Осенью Шишкин остановился, наконец, в Мюнхене и снял мастерскую. Пытался начать работать, однако почему-то нервничал и не мог сосредоточиться. Вся зима прошла у него бездарно, всё не ладилось в «неметчине». Мюнхенские художники ему тоже не понравились – гармоничных картин он не увидел.

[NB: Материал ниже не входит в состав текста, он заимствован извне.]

//! 闭合差与面积
//!
//! 闭合差在局部坐标系中沿界线（Boundary/Road）边链按方位角与弦长推算，
//! 因此比例和旋转不影响报告值。边链不连续时结果无效，所有数值清零。

use crate::bearing::{self, BearingFormat};
use crate::config::TraverseConfig;
use crate::math::{polar_point, signed_area, to_degrees, wrap_radians, Point2, Vector2};
use crate::traverse::{Adjustment, BuildOutput, ResolvedCourse};
use crate::units::UnitContext;
use serde::{Deserialize, Serialize};
use std::f64::consts::FRAC_PI_2;
use tracing::debug;

/// 低于此精度比时不显示
pub const LOW_RATIO: f64 = 10.0;

/// 精度比上限；闭合差为 0 时取此值
pub const HIGH_RATIO: f64 = 100_000.0;

/// 闭合差测量
#[derive(Debug, Clone, Copy, PartialEq, Serialize, Deserialize)]
pub struct Misclose {
    /// 边链起点（局部）
    pub start: Point2,
    /// 按方位角与弦长推算出的边链终点（局部）
    pub end: Point2,
    /// 闭合改正向量（起点 − 终点）
    pub vector: Vector2,
    /// 改正向量方位角（弧度）
    pub bearing: f64,
    pub distance: f64,
    /// 边链总弦长
    pub total_length: f64,
    pub ratio: f64,
    pub course_count: usize,
}

impl Misclose {
    /// 是否满足自动平差条件
    pub fn is_adjustable(&self, config: &TraverseConfig) -> bool {
        self.distance > 0.0
            && (self.distance <= config.misclose_distance_snap
                || self.ratio >= config.misclose_ratio_snap)
    }

    pub fn adjustment(&self) -> Adjustment {
        Adjustment {
            vector: self.vector,
            total_length: self.total_length,
        }
    }
}

/// 闭合计算结果
#[derive(Debug, Clone, Copy, Default, PartialEq, Serialize, Deserialize)]
pub struct ClosureResult {
    pub valid: bool,
    /// 闭合差方位角（度）
    pub bearing_deg: f64,
    /// 闭合差（录入单位）
    pub distance: f64,
    /// 面积（输出单位的平方）
    pub area: f64,
    pub ratio: f64,
    pub compass_rule_applied: bool,
}

impl ClosureResult {
    /// 无效结果，所有数值为 0
    pub fn invalid() -> Self {
        Self::default()
    }

    /// 由闭合差测量与面积组装结果
    pub fn from_misclose(misclose: &Misclose, area: f64, applied: bool, units: &UnitContext) -> Self {
        Self {
            valid: true,
            bearing_deg: to_degrees(misclose.bearing),
            distance: units.output_to_entry(misclose.distance),
            area,
            ratio: misclose.ratio,
            compass_rule_applied: applied,
        }
    }

    pub fn is_high_ratio(&self) -> bool {
        self.ratio >= HIGH_RATIO
    }

    /// 精度比显示文本
    pub fn ratio_label(&self) -> String {
        if !self.valid || self.ratio < LOW_RATIO {
            String::new()
        } else if self.is_high_ratio() {
            "High".to_string()
        } else {
            format!("1:{:.0}", self.ratio)
        }
    }

    /// 闭合差方位角文本
    pub fn bearing_text(&self, format: BearingFormat) -> String {
        if !self.valid {
            return String::new();
        }
        bearing::format(self.bearing_deg, format)
    }
}

/// 界线边链：从第一条 Boundary/Road 边起的全部界线边
///
/// 任一边的起点不等于前一边的终点时返回 `None`。
pub fn boundary_chain(courses: &[ResolvedCourse]) -> Option<Vec<&ResolvedCourse>> {
    let chain: Vec<&ResolvedCourse> = courses.iter().filter(|c| c.category.is_boundary()).collect();
    let contiguous = chain.windows(2).all(|pair| pair[1].from_id == pair[0].to_id);
    contiguous.then_some(chain)
}

/// 测量闭合差
///
/// 边链断开或少于两条边时返回 `None`。
pub fn measure(build: &BuildOutput) -> Option<Misclose> {
    let Some(chain) = boundary_chain(&build.courses) else {
        debug!("界线边链不连续，无法计算闭合差");
        return None;
    };
    if chain.len() <= 1 {
        return None;
    }
    let start = *build.local_points.get(&chain[0].from_id)?;

    let mut end = start;
    let mut total_length = 0.0;
    for course in &chain {
        total_length += course.chord;
        end = polar_point(end, course.bearing, course.chord).unwrap_or(end);
    }

    let vector = start - end;
    let distance = vector.norm();
    let bearing = wrap_radians(FRAC_PI_2 - vector.y.atan2(vector.x));
    let ratio = if distance > 0.0 {
        (total_length / distance).min(HIGH_RATIO)
    } else {
        HIGH_RATIO
    };

    Some(Misclose {
        start,
        end,
        vector,
        bearing,
        distance,
        total_length,
        ratio,
        course_count: chain.len(),
    })
}

/// 宗地面积：界线边局部路径首尾相接并闭合回原点后的鞋带面积
pub fn parcel_area(build: &BuildOutput) -> f64 {
    let mut ring: Vec<Point2> = build
        .courses
        .iter()
        .filter(|c| c.category.is_boundary())
        .flat_map(|c| c.local_path.iter().copied())
        .collect();
    if ring.is_empty() {
        return 0.0;
    }
    ring.push(Point2::origin());
    signed_area(&ring).abs()
}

Шишкин сокрушается – «Чёрт знает, зачем я здесь…, отчего я не в России, я её так люблю…»
Весну и лето следующего года Шишкин проводит в горах Швейцарии, но и там работа не идёт – написал всего несколько этюдов.
В сентябре он приезжает в Цюрих, где решает заниматься в мастерской анималиста и пейзажиста Рудольфа Колера, автора известной картины «Бык, ворвавшийся на луг».
«Кто хочет учиться животных писать, то поезжай прямо в Цюрих к Колеру – прелесть, я до сих пор не видывал, и не думал, чтобы так можно писать коров и овец, – признаётся Иван Иванович, – На днях думаем писать с натуры корову – вот уже был месяц, как мы у Колера, а сделали почти ничего, строг очень он к работе. Да и нашему брату пейзажисту есть, чему поучиться – такие, брат, этюды, что ахти».
Хоть что-то, слава Богу, понравилось Шишкину вне пределов России. Из Цюриха он даже отправляет в Академию художеств прошение о продлении срока заграничной командировки. В Швейцарии Иван Иванович пробыл в общей сложности год, навестив ещё Базель и Женеву. Он написал 12 этюдов и 4 картины, три из которых экспонировались на академической выставке в Петербурге.
В конце весны 1864 года Шишкин переезжает в Дюссельдорф. Вместе с приятелями из Академии работает под городом в Тевтобургском лесу. Его рисунки пером выставляются в местном музее рядом с работами первых мастеров Европы, которым, как все говорили, Шишкин «утёр нос».